Tú lo sabes, embalar una maleta ha de ser la metáfora que mejor me define y, sin embargo, no tengo en mi memoria una más fresca que la tuya: tan matemática, tan justa, tan calculada, tan llena de cinturones y colores, de brindis entre piernas cruzadas, de abrazos como espejos, de volutas y un cariño único, sin igual; de tus putísimos ojos lindos que se fueron en ella para que yo más nunca, ahora sí, pudiera verlos.

Me dueles por mí, por ti y por todos los que hoy me repiten, como lo hago yo, que no pueden creerlo y se preguntan qué pasó. Me duele porque nunca he sido muy amante de los finales abruptos, ni siquiera en las comedias negras, inteligentes y filosas, como ese sentido del humor que tanto celebramos. Del absurdo. Que. Somos.

El tiempo ha comenzado a transcurrir a un ritmo diferente: turbio, melancólico, energúmeno; un ritmo de escalofríos y piernas que tiemblan. Tiempo yunque y futuro laberinto. La pena. La nada. La mentira taquicardia. El amor adiós. El silencio. El silencio.

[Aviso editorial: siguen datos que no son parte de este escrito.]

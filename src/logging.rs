//! Tracing subscriber setup for the binary
//!
//! Logs go to stderr so command output on stdout stays clean.

use anyhow::Result;
use tracing_subscriber::{fmt, layer::SubscriberExt, util::SubscriberInitExt, EnvFilter};

/// Filter used when `RUST_LOG` is not set
pub fn default_directive(verbose: bool) -> &'static str {
    if verbose {
        "wellscope=debug"
    } else {
        "wellscope=info"
    }
}

/// Initialize logging
///
/// # Arguments
///
/// * `verbose` - Raise the default level to debug
/// * `json` - Emit JSON lines instead of human-readable output
///
/// # Errors
///
/// Returns error if the filter directive is invalid or a subscriber is
/// already installed
pub fn init_logging(verbose: bool, json: bool) -> Result<()> {
    let env_filter = EnvFilter::try_from_default_env()
        .or_else(|_| EnvFilter::try_new(default_directive(verbose)))?;

    let registry = tracing_subscriber::registry().with(env_filter);

    if json {
        registry
            .with(
                fmt::layer()
                    .json()
                    .with_current_span(true)
                    .with_writer(std::io::stderr),
            )
            .try_init()?;
    } else {
        registry
            .with(
                fmt::layer()
                    .with_target(true)
                    .with_level(true)
                    .with_writer(std::io::stderr),
            )
            .try_init()?;
    }

    Ok(())
}
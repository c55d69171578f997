//! Persisted UI session snapshot
//!
//! The snapshot is read back by a different process than the one that wrote
//! it, possibly an older or newer build, so every field deserializes
//! leniently: a malformed field becomes its empty value instead of failing
//! the whole snapshot. Field-level validation against the live well happens
//! in the controller's restore mode.

use crate::api::WellId;
use crate::session::activity::ActivityEntry;
use crate::session::controller::{RestoreRequest, WellSessionController};
use crate::session::selection::Tab;
use chrono::Utc;
use serde::de::DeserializeOwned;
use serde::{Deserialize, Deserializer, Serialize};
use serde_json::Value;

/// Longest serialized interpretation that is still persisted
pub const INTERPRETATION_MAX_CHARS: usize = 250_000;

/// UI session state written after every change
#[derive(Debug, Clone, Default, PartialEq, Serialize, Deserialize)]
pub struct UiSessionSnapshot {
    #[serde(default, deserialize_with = "lenient_value")]
    pub selected_well_id: Option<WellId>,
    #[serde(default, deserialize_with = "lenient_vec")]
    pub selected_curves: Vec<String>,
    #[serde(default, deserialize_with = "lenient_number")]
    pub depth_min: Option<f64>,
    #[serde(default, deserialize_with = "lenient_number")]
    pub depth_max: Option<f64>,
    #[serde(default, deserialize_with = "lenient_vec")]
    pub chart_curves: Vec<String>,
    #[serde(default)]
    pub interpretation: Option<Value>,
    #[serde(default, deserialize_with = "lenient_value")]
    pub active_tab: Option<String>,
    #[serde(default, deserialize_with = "lenient_vec")]
    pub logs: Vec<ActivityEntry>,
    #[serde(default, deserialize_with = "lenient_value")]
    pub updated_at: Option<String>,
}

impl UiSessionSnapshot {
    /// Capture the controller's current state
    ///
    /// An interpretation above [`INTERPRETATION_MAX_CHARS`] is written as
    /// `null`; the controller keeps its in-memory copy.
    pub fn capture(controller: &WellSessionController) -> Self {
        let selection = controller.selection();
        Self {
            selected_well_id: selection.selected_well_id,
            selected_curves: selection.selected_curves.iter().cloned().collect(),
            depth_min: selection.depth_min,
            depth_max: selection.depth_max,
            chart_curves: controller.chart_curves().to_vec(),
            interpretation: controller.interpretation().and_then(persistable_interpretation),
            active_tab: Some(selection.active_tab.as_str().to_string()),
            logs: controller.activity().to_vec(),
            updated_at: Some(Utc::now().to_rfc3339()),
        }
    }

    /// Fields handed to the controller's restore mode
    pub fn restore_request(&self) -> RestoreRequest {
        RestoreRequest {
            curves: self.selected_curves.clone(),
            depth_min: self.depth_min,
            depth_max: self.depth_max,
            chart_curves: self.chart_curves.clone(),
            interpretation: self.interpretation.clone(),
            tab: self
                .active_tab
                .as_deref()
                .and_then(|t| Tab::parse_str(t).ok()),
        }
    }
}

/// The interpretation as it should be persisted, or `None` when too large
pub fn persistable_interpretation(value: &Value) -> Option<Value> {
    let serialized = serde_json::to_string(value).ok()?;
    let chars = serialized.chars().count();
    if chars > INTERPRETATION_MAX_CHARS {
        tracing::warn!(
            chars,
            "Interpretation too large to persist, keeping it in memory only"
        );
        return None;
    }
    Some(value.clone())
}

fn lenient_value<'de, D, T>(deserializer: D) -> Result<Option<T>, D::Error>
where
    D: Deserializer<'de>,
    T: DeserializeOwned,
{
    let value = Value::deserialize(deserializer)?;
    Ok(serde_json::from_value(value).ok())
}

fn lenient_number<'de, D>(deserializer: D) -> Result<Option<f64>, D::Error>
where
    D: Deserializer<'de>,
{
    let value = Value::deserialize(deserializer)?;
    Ok(value.as_f64().filter(|v| v.is_finite()))
}

fn lenient_vec<'de, D, T>(deserializer: D) -> Result<Vec<T>, D::Error>
where
    D: Deserializer<'de>,
    T: DeserializeOwned,
{
    let value = Value::deserialize(deserializer)?;
    Ok(match value {
        Value::Array(items) => items
            .into_iter()
            .filter_map(|item| serde_json::from_value(item).ok())
            .collect(),
        _ => Vec::new(),
    })
}

#[cfg(test)]
mod tests {
    use super::*;
    use serde_json::json;

    #[test]
    fn test_oversized_interpretation_is_not_persistable() {
        let big = json!({ "summary": "x".repeat(300_000) });
        assert!(persistable_interpretation(&big).is_none());

        let small = json!({ "summary": "gas show at 9100 ft" });
        assert_eq!(persistable_interpretation(&small), Some(small.clone()));
    }

    #[test]
    fn test_lenient_fields_tolerate_garbage() {
        let snapshot: UiSessionSnapshot = serde_json::from_value(json!({
            "selected_well_id": "five",
            "selected_curves": ["HC1", 7, "HC2"],
            "depth_min": "deep",
            "depth_max": 2000.0,
            "chart_curves": "HC1",
            "active_tab": 3,
            "logs": [
                {"time": "2025-01-01T00:00:00Z", "msg": "ok", "type": "info"},
                {"broken": true}
            ]
        }))
        .unwrap();

        assert_eq!(snapshot.selected_well_id, None);
        assert_eq!(snapshot.selected_curves, vec!["HC1", "HC2"]);
        assert_eq!(snapshot.depth_min, None);
        assert_eq!(snapshot.depth_max, Some(2000.0));
        assert!(snapshot.chart_curves.is_empty());
        assert!(snapshot.active_tab.is_none());
        assert_eq!(snapshot.logs.len(), 1);
    }

    #[test]
    fn test_empty_object_is_default_snapshot() {
        let snapshot: UiSessionSnapshot = serde_json::from_value(json!({})).unwrap();
        assert_eq!(snapshot, UiSessionSnapshot::default());
    }

    #[test]
    fn test_restore_request_parses_tab() {
        let snapshot = UiSessionSnapshot {
            active_tab: Some("interpretation".to_string()),
            ..Default::default()
        };
        assert_eq!(snapshot.restore_request().tab, Some(Tab::Interpretation));

        let snapshot = UiSessionSnapshot {
            active_tab: Some("bogus".to_string()),
            ..Default::default()
        };
        assert_eq!(snapshot.restore_request().tab, None);
    }
}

El jodido silencio.

Si me permito la opción de no juzgarte en medio de este mareo —lejísimos estoy de eso, incluso sabiendo que no vas a leerme así pudieras, y que este texto borroso es más para los que quedamos pensando en ti, principito de pueblo, principito de mierda, principito coñodetumadre—, también me voy a regalar la posibilidad de no entenderte, aunque en algún mercado, entre verduras y frutas; en alguna tienda de ropa para caballeros, pantalones finos, camisas impecables, zapatos importados; en cada chorro de limón sobre nuestros rones pobres; en las orquídeas y begoñas y tulipanes; en mis próximas caladas nocturnas; en uno que otro chiste cómplice y en todos los pavos al horno por venir, receta especial de una herencia que sabe a gloria, te aparezcas de la nada y se me vengan a la mente tantos recuerdos como preguntas.

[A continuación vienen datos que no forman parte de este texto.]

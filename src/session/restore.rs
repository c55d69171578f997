//! One-shot session restoration
//!
//! Runs once after the first well list load and re-applies the persisted
//! UI snapshot. Persistence writes are only allowed once the restorer has
//! reached [`RestorePhase::Ready`], so a half-restored session is never
//! written over the snapshot it came from.

use crate::api::WellId;
use crate::session::controller::{SelectOptions, WellSessionController};
use crate::session::snapshot::UiSessionSnapshot;
use tracing::info;

/// Restoration progress
#[derive(Debug, Clone, Copy, Default, PartialEq, Eq)]
pub enum RestorePhase {
    #[default]
    NotStarted,
    Restoring,
    Ready,
}

/// What a restoration attempt did
#[derive(Debug, Clone, Copy, PartialEq, Eq)]
pub enum RestoreOutcome {
    /// No snapshot, or no well selected in it
    NothingToRestore,
    /// The snapshot's well is not in the current list
    WellMissing(WellId),
    Restored(WellId),
    /// The well exists but could not be loaded
    Failed(WellId),
    /// Restoration already ran in this session
    AlreadyAttempted,
}

/// Drives the restore state machine
#[derive(Debug, Default)]
pub struct SessionRestorer {
    phase: RestorePhase,
}

impl SessionRestorer {
    pub fn new() -> Self {
        Self::default()
    }

    pub fn phase(&self) -> RestorePhase {
        self.phase
    }

    /// Whether session writes may go to the store
    pub fn persistence_enabled(&self) -> bool {
        self.phase == RestorePhase::Ready
    }

    /// Re-apply `snapshot` to `controller`
    ///
    /// Must be called after the well list has loaded. Every path ends in
    /// [`RestorePhase::Ready`]; later calls return
    /// [`RestoreOutcome::AlreadyAttempted`] without touching the controller.
    ///
    /// # Examples
    ///
    /// ```
    /// use std::sync::Arc;
    /// use wellscope::api::fake::FakeWellApi;
    /// use wellscope::session::controller::WellSessionController;
    /// use wellscope::session::restore::{RestoreOutcome, SessionRestorer};
    /// use wellscope::session::toast::ToastNotifier;
    ///
    /// # #[tokio::main]
    /// # async fn main() {
    /// let mut controller = WellSessionController::new(Arc::new(FakeWellApi::new()), ToastNotifier::new());
    /// let mut restorer = SessionRestorer::new();
    ///
    /// assert_eq!(restorer.run(None, &mut controller).await, RestoreOutcome::NothingToRestore);
    /// assert!(restorer.persistence_enabled());
    /// assert_eq!(restorer.run(None, &mut controller).await, RestoreOutcome::AlreadyAttempted);
    /// # }
    /// ```
    pub async fn run(
        &mut self,
        snapshot: Option<UiSessionSnapshot>,
        controller: &mut WellSessionController,
    ) -> RestoreOutcome {
        if self.phase != RestorePhase::NotStarted {
            return RestoreOutcome::AlreadyAttempted;
        }
        self.phase = RestorePhase::Restoring;
        let outcome = Self::restore(snapshot, controller).await;
        self.phase = RestorePhase::Ready;
        info!(?outcome, "Session restoration finished");
        outcome
    }

    async fn restore(
        snapshot: Option<UiSessionSnapshot>,
        controller: &mut WellSessionController,
    ) -> RestoreOutcome {
        let Some(snapshot) = snapshot else {
            return RestoreOutcome::NothingToRestore;
        };
        let Some(id) = snapshot.selected_well_id else {
            return RestoreOutcome::NothingToRestore;
        };

        if !snapshot.logs.is_empty() {
            controller.activity_mut().restore(snapshot.logs.clone());
        }

        if !controller.wells().iter().any(|w| w.id == id) {
            info!(well = id, "Saved well no longer exists");
            return RestoreOutcome::WellMissing(id);
        }

        let options = SelectOptions::restore(snapshot.restore_request()).silent();
        match controller.select_well(id, options).await {
            Ok(()) => RestoreOutcome::Restored(id),
            Err(_) => RestoreOutcome::Failed(id),
        }
    }
}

Nunca mentí cuando te dije que eras unas de mis cinco personas favoritas en el mundo. Y lo sigues siendo.

¿Me escuchas?

Esta noche no voy regalarte la borrachera que nos prometimos y quizás nos merecíamos, pero sí voy a tomarme cuatro copas de vino, como la última noche que compartimos antes de tu viaje: una por ti, otra por mí, otra por nosotros. La última por lo mismo: porque una amistad como la tuya, franca, honesta, limpia, desenfadada y placentera, no voy a volverla a conseguir, a menos que exista una nueva vida y me sea otorgada la dicha de volverte a conocer.

Pero una nueva no existe. ¿No es así?

Tampoco somos seres tan pacientes. Encantadores sí, y por eso somos tantos los que hoy lloramos de este lado, cada uno a su manera, pero todos con un dolor rotundo entre las costillas, el hombro y el pecho.

Te quiero, amigo. Y te respeto. Aunque me llene de rabia y de incomprensión, te sigo admirando. Porque fuiste bello y agudo, hermoso y consciente. Y casi pudiste engañarnos a todos, aunque por ahí me dijeron que hay alguien a quien nunca engañaste. Y eso también te hace humano. Y perpetuo como el más débil de los dioses paganos.

Yo no sé qué viene después de la muerte, pero si puedes, si te dejan, conviértete en estrella y alumbra fuerte en las madrugadas tristes.

Y sé fuerte. Por favor. Sé muy fuerte.

¿Me escuchas?

¿Realmente me escuchas?

En el centro: Francisco Izquierdo. Una de mis cinco personas favoritas en el mundo. Para siempre.